Task prompt: An exact transcript of all the records is the expected answer.
++++++++++
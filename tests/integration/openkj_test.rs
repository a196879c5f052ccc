// Copyright (c) 2025 Kirky.X
//
// Licensed under the MIT License
// See LICENSE file in the project root for full license information.

use super::helpers::{create_test_app, API_KEY};
use axum::http::StatusCode;
use serde_json::{json, Value};

#[tokio::test]
#[ignore = "requires a Docker daemon"]
async fn test_openkj_venue_lifecycle() {
    let app = create_test_app().await;
    let venue_id = app.insert_venue("Main Stage", false).await;

    let serial = app.openkj(json!({ "command": "getSerial" })).await;
    assert_eq!(serial["serial"], 0);

    let accepting = app
        .openkj(json!({ "command": "setAccepting", "venue_id": venue_id, "accepting": "1" }))
        .await;
    assert_eq!(accepting["error"], false);
    assert_eq!(accepting["accepting"], true);
    assert_eq!(accepting["serial"], 1);

    app.server
        .post("/api/requests")
        .json(&json!({
            "venue_id": venue_id,
            "artist": "Queen",
            "title": "Bohemian Rhapsody",
            "singer_name": "Freddie"
        }))
        .await
        .assert_status(StatusCode::CREATED);

    let requests = app
        .openkj(json!({ "command": "getRequests", "venue_id": venue_id }))
        .await;
    assert_eq!(requests["serial"], 2);
    let request_id = requests["requests"][0]["request_id"].as_i64().unwrap();
    assert_eq!(requests["requests"][0]["singer"], "Freddie");
    assert!(requests["requests"][0]["request_time"].is_i64());

    let deleted = app
        .openkj(json!({
            "command": "deleteRequest",
            "venue_id": venue_id,
            "request_id": request_id
        }))
        .await;
    assert_eq!(deleted["error"], false);
    assert_eq!(deleted["serial"], 3);

    let missing = app
        .openkj(json!({
            "command": "deleteRequest",
            "venue_id": venue_id,
            "request_id": request_id
        }))
        .await;
    assert_eq!(missing["errorString"], "Request not found.");

    let venues = app.openkj(json!({ "command": "getVenues" })).await;
    assert_eq!(venues["venues"][0]["name"], "Main Stage");
    assert_eq!(venues["venues"][0]["accepting"], true);

    let count = app
        .openkj(json!({ "command": "getEntitledSystemCount" }))
        .await;
    assert_eq!(count["count"], 1);
}

#[tokio::test]
#[ignore = "requires a Docker daemon"]
async fn test_openkj_authentication_and_venue_checks() {
    let app = create_test_app().await;

    let response = app
        .server
        .post("/api/openkj")
        .json(&json!({ "command": "getSerial", "api_key": "wrong" }))
        .await;
    response.assert_status_ok();
    assert_eq!(
        response.json::<Value>()["errorString"],
        "Authentication failed: Invalid API key."
    );

    let unknown = app
        .openkj(json!({ "command": "getRequests", "venue_id": 4242 }))
        .await;
    assert_eq!(unknown["errorString"], "Operation failed: Venue ID 4242 not found.");

    let form = app
        .server
        .post("/api/openkj")
        .text(format!("command=getSerial&api_key={}", API_KEY))
        .await
        .json::<Value>();
    assert_eq!(form["error"], false);
}

#[tokio::test]
#[ignore = "requires a Docker daemon"]
async fn test_add_songs_and_clear_database() {
    let app = create_test_app().await;

    let added = app
        .openkj(json!({
            "command": "addSongs",
            "songs": [
                { "artist": "ABBA", "title": "Waterloo" },
                { "artist": "ABBA", "title": "Waterloo" },
                { "artist": "", "title": "Nameless" }
            ]
        }))
        .await;
    assert_eq!(added["error"], true);
    assert_eq!(added["entries processed"], 2);
    assert_eq!(added["errors"].as_array().unwrap().len(), 1);
    assert_eq!(added["serial"], 1);

    let search = app
        .server
        .get("/api/songs/search")
        .add_query_param("artist", "abba")
        .await
        .json::<Value>();
    assert_eq!(search["totalItems"], 1);

    let cleared = app.openkj(json!({ "command": "clearDatabase" })).await;
    assert_eq!(cleared["serial"], 2);

    let search = app
        .server
        .get("/api/songs/search")
        .add_query_param("artist", "abba")
        .await
        .json::<Value>();
    assert_eq!(search["totalItems"], 0);
}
++++++++++
Result:
filename tests/integration/openkj_test.rs
repository a196879c5f052ccc
// Copyright (c) 2025 Kirky.X
//
// Licensed under the MIT License
// See LICENSE file in the project root for full license information.

use super::helpers::{create_test_app, API_KEY};
use axum::http::StatusCode;
use serde_json::{json, Value};

#[tokio::test]
#[ignore = "requires a Docker daemon"]
async fn test_openkj_venue_lifecycle() {
    let app = create_test_app().await;
    let venue_id = app.insert_venue("Main Stage", false).await;

    let serial = app.openkj(json!({ "command": "getSerial" })).await;
    assert_eq!(serial["serial"], 0);

    let accepting = app
        .openkj(json!({ "command": "setAccepting", "venue_id": venue_id, "accepting": "1" }))
        .await;
    assert_eq!(accepting["error"], false);
    assert_eq!(accepting["accepting"], true);
    assert_eq!(accepting["serial"], 1);

    app.server
        .post("/api/requests")
        .json(&json!({
            "venue_id": venue_id,
            "artist": "Queen",
            "title": "Bohemian Rhapsody",
            "singer_name": "Freddie"
        }))
        .await
        .assert_status(StatusCode::CREATED);

    let requests = app
        .openkj(json!({ "command": "getRequests", "venue_id": venue_id }))
        .await;
    assert_eq!(requests["serial"], 2);
    let request_id = requests["requests"][0]["request_id"].as_i64().unwrap();
    assert_eq!(requests["requests"][0]["singer"], "Freddie");
    assert!(requests["requests"][0]["request_time"].is_i64());

    let deleted = app
        .openkj(json!({
            "command": "deleteRequest",
            "venue_id": venue_id,
            "request_id": request_id
        }))
        .await;
    assert_eq!(deleted["error"], false);
    assert_eq!(deleted["serial"], 3);

    let missing = app
        .openkj(json!({
            "command": "deleteRequest",
            "venue_id": venue_id,
            "request_id": request_id
        }))
        .await;
    assert_eq!(missing["errorString"], "Request not found.");

    let venues = app.openkj(json!({ "command": "getVenues" })).await;
    assert_eq!(venues["venues"][0]["name"], "Main Stage");
    assert_eq!(venues["venues"][0]["accepting"], true);

    let count = app
        .openkj(json!({ "command": "getEntitledSystemCount" }))
        .await;
    assert_eq!(count["count"], 1);
}

#[tokio::test]
#[ignore = "requires a Docker daemon"]
async fn test_openkj_authentication_and_venue_checks() {
    let app = create_test_app().await;

    let response = app
        .server
        .post("/api/openkj")
        .json(&json!({ "command": "getSerial", "api_key": "wrong" }))
        .await;
    response.assert_status_ok();
    assert_eq!(
        response.json::<Value>()["errorString"],
        "Authentication failed: Invalid API key."
    );

    let unknown = app
        .openkj(json!({ "command": "getRequests", "venue_id": 4242 }))
        .await;
    assert_eq!(unknown["errorString"], "Operation failed: Venue ID 4242 not found.");

    let form = app
        .server
        .post("/api/openkj")
        .text(format!("command=getSerial&api_key={}", API_KEY))
        .await
        .json::<Value>();
    assert_eq!(form["error"], false);
}

#[tokio::test]
#[ignore = "requires a Docker daemon"]
async fn test_add_songs_and_clear_database() {
    let app = create_test_app().await;

    let added = app
        .openkj(json!({
            "command": "addSongs",
            "songs": [
                { "artist": "ABBA", "title": "Waterloo" },
                { "artist": "ABBA", "title": "Waterloo" },
                { "artist": "", "title": "Nameless" }
            ]
        }))
        .await;
    assert_eq!(added["error"], true);
    assert_eq!(added["entries processed"], 2);
    assert_eq!(added["errors"].as_array().unwrap().len(), 1);
    assert_eq!(added["serial"], 1);

    let search = app
        .server
        .get("/api/songs/search")
        .add_query_param("artist", "abba")
        .await
        .json::<Value>();
    assert_eq!(search["totalItems"], 1);

    let cleared = app.openkj(json!({ "command": "clearDatabase" })).await;
    assert_eq!(cleared["serial"], 2);

    let search = app
        .server
        .get("/api/songs/search")
        .add_query_param("artist", "abba")
        .await
        .json::<Value>();
    assert_eq!(search["totalItems"], 0);
}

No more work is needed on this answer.